PLEASURE: THE REALISATION OF PLACE THROUGH THE SENSES
“The pleasure of space. This cannot be put into words, it is unspoken. Approximately: it is a form of experience - the "presence of absence"; exhilarating differences between the plane and the cavern, between the street and your living room; symmetries and dissymetries emphasizing the spatial properties of my body: right and left, up and down. Taken to this extreme, the pleasure of space leans toward the poetics of the unconscious, to the edge of madness”. Tschumi (2009),
INTRODUCTION
different individuals experience different forms of pleasure given the same situation, this makes the experience of pleasure subjective. The way people perceive spaces is very personal, a space that is pleasing and attractive to one might be depressing and uninviting to the other, this is because people are diverse and seek different forms of pleasure. Pleasurable experiences are usually associated with infinite human desires, pleasure can also be associated as a means of satisfying both biological drives such as eating, sex, sleeping, and social drives such as wealth, recognition, success.

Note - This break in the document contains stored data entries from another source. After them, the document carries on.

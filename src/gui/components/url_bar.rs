// src/gui/components/url_bar.rs
//
// URL entry, start button, progress bar and the result summary.

use eframe::egui;

use crate::gui::{actions, app::App};

pub fn draw(ui: &mut egui::Ui, app: &mut App) {
    let ctx = ui.ctx().clone();
    let running = app.is_running();

    ui.heading("Restaurant menu");
    ui.horizontal(|ui| {
        ui.label("URL:");
        let edit = ui.add_enabled(
            !running,
            egui::TextEdit::singleline(&mut app.state.gui.url_text)
                .hint_text("https://…/restaurant/…")
                .desired_width(ui.available_width() - 90.0),
        );
        let enter = edit.lost_focus() && ui.input(|i| i.key_pressed(egui::Key::Enter));

        let start = ui.add_enabled(!running, egui::Button::new("Scrape"));
        if start.clicked() || (enter && !running) {
            actions::scrape(app, &ctx);
        }
    });

    let label = app.status.map(|s| s.label()).unwrap_or("Idle");
    ui.add(
        egui::ProgressBar::new(f32::from(app.percent) / 100.0)
            .text(format!("{} · {}%", label, app.percent)),
    );

    let outcome = match app.last_run.as_ref() {
        None => return,
        Some(run) => match (&run.result, run.job.failure()) {
            (Ok(a), _) => Outcome::Done {
                summary: format!(
                    "{} rows · {} of {} images",
                    a.rows.len(),
                    a.images.succeeded(),
                    a.images.total()
                ),
                sheet: a.spreadsheet.display().to_string(),
                archive: a.archive.as_ref().map(|p| p.display().to_string()),
            },
            (Err(_), Some(f)) => Outcome::Failed(format!("Failed during {}: {}", f.stage.label(), f.message)),
            (Err(e), None) => Outcome::Failed(e.describe()),
        },
    };

    match outcome {
        Outcome::Done { summary, sheet, archive } => {
            ui.horizontal(|ui| {
                ui.label(summary);
                if ui.button("Copy rows").clicked() {
                    actions::copy_rows(app, &ctx);
                }
            });
            path_line(ui, "Sheet:", &sheet);
            if let Some(zip) = archive {
                path_line(ui, "Archive:", &zip);
            }
        }
        Outcome::Failed(msg) => {
            ui.colored_label(ui.visuals().error_fg_color, msg);
        }
    }
}

enum Outcome {
    Done { summary: String, sheet: String, archive: Option<String> },
    Failed(String),
}

fn path_line(ui: &mut egui::Ui, label: &str, path: &str) {
    ui.horizontal(|ui| {
        ui.label(label);
        ui.monospace(path);
        if ui.small_button("Copy path").clicked() {
            ui.ctx().copy_text(s!(path));
        }
    });
}
// src/gui/components/mod.rs
pub mod log_view;
pub mod preview_table;
pub mod settings_panel;
pub mod url_bar;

The issue of space and place has often been a controversial one as the two are described or defined relative to each other. Place surpasses space when meaning is attached to that space. Sime (1986) argues that place as opposed to space, suggests a strong emotional tie an individual attributes to a certain physical location whether permanent or temporary which gives that space character. According to Tschumi (2009) The pleasure of space cannot be put into words, it is unspoken. It is the form of experience. In order to attain pleasure in a space one must experience it first, it is through these experie...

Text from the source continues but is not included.